PROBLEM DESCRIPTION: In the entries below, count each line where "ClockConfig" appears. Give the total and nothing more.
+++ EXERCISE INPUT +++
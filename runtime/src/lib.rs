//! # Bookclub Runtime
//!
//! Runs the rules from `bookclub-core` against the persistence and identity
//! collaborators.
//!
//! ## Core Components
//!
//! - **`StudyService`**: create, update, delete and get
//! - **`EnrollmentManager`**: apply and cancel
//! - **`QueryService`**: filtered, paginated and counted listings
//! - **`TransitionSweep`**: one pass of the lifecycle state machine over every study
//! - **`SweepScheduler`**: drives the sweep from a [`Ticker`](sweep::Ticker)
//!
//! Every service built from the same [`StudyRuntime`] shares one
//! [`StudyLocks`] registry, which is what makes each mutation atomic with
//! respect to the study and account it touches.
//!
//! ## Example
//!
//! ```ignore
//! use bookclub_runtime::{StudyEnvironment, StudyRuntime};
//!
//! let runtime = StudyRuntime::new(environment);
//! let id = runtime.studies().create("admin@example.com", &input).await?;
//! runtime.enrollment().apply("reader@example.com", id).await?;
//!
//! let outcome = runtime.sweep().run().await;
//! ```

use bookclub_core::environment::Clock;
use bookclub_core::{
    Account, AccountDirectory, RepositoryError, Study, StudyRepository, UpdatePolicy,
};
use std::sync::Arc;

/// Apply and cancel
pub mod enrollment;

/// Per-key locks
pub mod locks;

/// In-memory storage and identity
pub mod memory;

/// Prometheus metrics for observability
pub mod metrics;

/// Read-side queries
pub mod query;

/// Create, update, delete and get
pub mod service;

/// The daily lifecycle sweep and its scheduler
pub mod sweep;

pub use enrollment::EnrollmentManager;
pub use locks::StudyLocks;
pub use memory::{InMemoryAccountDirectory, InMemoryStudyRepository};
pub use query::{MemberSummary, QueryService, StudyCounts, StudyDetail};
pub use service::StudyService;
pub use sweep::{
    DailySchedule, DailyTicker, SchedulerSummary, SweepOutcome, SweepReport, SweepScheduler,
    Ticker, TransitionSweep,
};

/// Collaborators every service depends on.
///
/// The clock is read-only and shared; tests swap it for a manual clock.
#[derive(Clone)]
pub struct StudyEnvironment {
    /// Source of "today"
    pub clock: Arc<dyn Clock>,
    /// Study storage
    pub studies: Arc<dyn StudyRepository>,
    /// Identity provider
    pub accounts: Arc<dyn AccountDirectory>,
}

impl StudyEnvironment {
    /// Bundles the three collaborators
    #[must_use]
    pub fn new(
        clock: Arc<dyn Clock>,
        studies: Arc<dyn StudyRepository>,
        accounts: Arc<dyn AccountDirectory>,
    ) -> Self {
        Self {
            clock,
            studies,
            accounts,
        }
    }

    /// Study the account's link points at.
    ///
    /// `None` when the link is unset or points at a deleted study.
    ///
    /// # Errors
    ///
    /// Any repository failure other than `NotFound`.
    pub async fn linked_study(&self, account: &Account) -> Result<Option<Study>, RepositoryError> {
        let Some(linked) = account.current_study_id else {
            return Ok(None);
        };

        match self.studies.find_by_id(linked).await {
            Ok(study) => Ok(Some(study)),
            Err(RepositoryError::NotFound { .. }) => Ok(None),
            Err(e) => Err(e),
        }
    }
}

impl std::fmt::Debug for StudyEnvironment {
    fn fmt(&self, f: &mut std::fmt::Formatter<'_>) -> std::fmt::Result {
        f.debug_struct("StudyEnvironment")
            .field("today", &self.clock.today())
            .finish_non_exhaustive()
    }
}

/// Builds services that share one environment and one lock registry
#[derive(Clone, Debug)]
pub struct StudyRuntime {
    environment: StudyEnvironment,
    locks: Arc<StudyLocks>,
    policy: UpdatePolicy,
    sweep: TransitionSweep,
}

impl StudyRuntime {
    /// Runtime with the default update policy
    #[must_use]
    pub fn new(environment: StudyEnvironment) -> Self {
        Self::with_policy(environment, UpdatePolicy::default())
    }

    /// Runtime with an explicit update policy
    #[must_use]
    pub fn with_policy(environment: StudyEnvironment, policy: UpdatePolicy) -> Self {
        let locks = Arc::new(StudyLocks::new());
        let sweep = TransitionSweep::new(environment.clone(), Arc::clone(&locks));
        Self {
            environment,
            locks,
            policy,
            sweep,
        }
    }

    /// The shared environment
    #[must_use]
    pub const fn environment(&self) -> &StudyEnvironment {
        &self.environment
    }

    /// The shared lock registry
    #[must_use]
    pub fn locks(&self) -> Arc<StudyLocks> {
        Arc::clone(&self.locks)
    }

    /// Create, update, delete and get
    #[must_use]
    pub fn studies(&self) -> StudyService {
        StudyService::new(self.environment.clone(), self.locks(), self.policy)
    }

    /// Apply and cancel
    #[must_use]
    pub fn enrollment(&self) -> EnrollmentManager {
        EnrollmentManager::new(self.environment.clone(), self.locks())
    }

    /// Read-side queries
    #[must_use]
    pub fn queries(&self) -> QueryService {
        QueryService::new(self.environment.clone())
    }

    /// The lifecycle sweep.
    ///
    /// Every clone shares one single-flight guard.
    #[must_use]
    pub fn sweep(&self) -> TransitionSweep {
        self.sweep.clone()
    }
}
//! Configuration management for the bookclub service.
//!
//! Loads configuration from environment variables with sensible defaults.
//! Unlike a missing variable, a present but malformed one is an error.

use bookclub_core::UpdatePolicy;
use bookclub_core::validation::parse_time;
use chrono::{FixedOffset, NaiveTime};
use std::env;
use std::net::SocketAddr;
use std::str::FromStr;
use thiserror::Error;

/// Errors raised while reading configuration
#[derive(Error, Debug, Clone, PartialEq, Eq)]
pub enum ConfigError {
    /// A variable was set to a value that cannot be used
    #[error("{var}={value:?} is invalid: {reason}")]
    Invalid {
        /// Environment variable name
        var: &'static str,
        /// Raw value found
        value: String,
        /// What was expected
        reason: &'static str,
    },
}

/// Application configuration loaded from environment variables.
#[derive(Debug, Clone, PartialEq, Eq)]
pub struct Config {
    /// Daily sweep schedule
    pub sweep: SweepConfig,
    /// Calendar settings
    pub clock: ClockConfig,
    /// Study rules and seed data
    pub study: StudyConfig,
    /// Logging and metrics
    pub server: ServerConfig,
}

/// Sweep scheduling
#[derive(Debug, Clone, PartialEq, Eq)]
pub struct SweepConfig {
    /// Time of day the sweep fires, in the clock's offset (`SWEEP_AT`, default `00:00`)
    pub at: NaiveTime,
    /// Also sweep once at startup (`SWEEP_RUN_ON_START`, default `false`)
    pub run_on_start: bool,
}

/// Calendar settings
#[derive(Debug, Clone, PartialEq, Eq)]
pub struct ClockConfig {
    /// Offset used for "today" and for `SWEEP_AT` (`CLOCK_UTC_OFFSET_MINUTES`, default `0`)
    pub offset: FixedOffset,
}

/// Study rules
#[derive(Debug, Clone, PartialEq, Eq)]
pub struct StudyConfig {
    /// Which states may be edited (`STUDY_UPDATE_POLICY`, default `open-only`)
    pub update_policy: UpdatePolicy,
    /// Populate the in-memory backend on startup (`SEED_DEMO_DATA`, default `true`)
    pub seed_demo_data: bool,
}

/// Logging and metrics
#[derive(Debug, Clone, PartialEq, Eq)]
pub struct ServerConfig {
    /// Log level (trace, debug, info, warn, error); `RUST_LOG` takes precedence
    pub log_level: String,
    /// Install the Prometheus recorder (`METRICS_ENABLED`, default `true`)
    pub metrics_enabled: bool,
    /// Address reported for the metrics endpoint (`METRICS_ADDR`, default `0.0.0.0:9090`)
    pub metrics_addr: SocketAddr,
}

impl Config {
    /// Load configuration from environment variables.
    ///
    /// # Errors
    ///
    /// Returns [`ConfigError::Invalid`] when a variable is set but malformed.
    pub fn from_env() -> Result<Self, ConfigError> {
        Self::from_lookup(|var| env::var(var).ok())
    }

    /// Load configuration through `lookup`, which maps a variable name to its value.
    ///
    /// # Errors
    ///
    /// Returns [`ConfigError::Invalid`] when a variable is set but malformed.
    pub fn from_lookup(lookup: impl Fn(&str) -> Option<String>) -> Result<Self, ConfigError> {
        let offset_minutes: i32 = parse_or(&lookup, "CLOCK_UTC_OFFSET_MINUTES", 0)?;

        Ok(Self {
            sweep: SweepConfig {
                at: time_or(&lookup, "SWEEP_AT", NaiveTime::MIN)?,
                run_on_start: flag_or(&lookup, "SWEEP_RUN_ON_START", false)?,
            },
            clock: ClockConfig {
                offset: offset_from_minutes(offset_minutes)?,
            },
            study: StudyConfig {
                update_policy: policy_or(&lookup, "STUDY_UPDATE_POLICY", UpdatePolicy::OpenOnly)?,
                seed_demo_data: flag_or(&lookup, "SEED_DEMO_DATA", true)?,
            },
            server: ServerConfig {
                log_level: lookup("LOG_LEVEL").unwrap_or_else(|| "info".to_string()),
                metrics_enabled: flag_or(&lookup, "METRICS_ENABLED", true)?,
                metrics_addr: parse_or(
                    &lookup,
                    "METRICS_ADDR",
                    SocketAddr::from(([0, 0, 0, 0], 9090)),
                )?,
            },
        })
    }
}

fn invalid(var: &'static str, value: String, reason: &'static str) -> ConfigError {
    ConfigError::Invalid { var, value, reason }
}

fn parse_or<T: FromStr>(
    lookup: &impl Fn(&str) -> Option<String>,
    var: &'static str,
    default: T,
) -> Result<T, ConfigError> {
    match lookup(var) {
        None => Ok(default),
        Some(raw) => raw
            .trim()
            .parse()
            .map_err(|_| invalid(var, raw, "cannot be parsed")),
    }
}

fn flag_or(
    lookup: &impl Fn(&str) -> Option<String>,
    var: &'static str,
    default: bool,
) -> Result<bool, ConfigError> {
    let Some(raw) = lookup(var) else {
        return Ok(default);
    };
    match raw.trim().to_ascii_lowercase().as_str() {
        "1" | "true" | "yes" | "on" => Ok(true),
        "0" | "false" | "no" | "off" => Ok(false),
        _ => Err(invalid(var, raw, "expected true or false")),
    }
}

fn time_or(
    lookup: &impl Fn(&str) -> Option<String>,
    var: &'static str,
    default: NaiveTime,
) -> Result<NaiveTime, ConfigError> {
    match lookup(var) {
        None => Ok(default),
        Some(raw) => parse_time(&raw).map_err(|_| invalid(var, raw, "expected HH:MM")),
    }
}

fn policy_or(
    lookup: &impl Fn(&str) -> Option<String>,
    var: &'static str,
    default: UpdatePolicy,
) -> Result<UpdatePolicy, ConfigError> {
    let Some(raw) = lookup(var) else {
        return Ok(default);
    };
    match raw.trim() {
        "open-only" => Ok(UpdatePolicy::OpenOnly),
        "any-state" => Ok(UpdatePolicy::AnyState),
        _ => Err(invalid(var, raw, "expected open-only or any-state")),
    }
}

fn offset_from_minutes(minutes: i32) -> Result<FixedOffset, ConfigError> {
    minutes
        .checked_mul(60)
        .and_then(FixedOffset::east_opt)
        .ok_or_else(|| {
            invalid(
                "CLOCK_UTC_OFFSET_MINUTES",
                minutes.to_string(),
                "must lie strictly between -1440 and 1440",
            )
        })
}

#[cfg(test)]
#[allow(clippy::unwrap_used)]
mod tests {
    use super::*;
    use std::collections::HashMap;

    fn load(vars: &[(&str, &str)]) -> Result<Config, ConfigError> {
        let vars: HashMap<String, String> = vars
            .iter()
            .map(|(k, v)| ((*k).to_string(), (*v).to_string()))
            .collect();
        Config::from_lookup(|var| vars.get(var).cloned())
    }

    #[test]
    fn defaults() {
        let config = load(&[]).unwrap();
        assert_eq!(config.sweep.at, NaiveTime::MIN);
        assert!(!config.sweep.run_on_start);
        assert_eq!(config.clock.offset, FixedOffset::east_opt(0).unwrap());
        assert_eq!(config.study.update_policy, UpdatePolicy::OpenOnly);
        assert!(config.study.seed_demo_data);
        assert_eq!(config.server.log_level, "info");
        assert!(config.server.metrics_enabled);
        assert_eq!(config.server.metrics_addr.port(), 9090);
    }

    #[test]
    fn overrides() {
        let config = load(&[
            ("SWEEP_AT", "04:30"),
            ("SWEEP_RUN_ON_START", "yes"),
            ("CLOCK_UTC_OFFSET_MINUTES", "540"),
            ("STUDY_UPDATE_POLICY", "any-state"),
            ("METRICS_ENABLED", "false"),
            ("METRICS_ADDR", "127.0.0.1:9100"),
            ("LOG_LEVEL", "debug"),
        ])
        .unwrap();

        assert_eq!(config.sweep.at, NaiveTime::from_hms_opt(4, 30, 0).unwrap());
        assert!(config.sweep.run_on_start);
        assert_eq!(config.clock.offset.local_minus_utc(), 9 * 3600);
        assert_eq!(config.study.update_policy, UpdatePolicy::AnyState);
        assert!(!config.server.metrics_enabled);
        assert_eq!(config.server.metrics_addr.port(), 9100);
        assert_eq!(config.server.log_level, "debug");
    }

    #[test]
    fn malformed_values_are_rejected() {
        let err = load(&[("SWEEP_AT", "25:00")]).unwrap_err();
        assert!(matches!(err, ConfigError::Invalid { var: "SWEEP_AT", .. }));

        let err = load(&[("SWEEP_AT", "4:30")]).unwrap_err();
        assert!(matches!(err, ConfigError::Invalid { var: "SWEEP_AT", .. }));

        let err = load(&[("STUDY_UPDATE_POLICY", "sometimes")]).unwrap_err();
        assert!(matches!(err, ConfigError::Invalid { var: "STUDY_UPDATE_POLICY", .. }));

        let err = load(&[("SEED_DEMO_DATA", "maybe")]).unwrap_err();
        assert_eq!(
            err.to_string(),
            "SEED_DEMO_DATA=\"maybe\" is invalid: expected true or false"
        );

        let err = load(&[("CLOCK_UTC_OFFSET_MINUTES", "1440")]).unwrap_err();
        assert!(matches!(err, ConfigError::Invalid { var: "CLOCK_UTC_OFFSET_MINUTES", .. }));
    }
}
+++
SOLVED EXERCISE: 3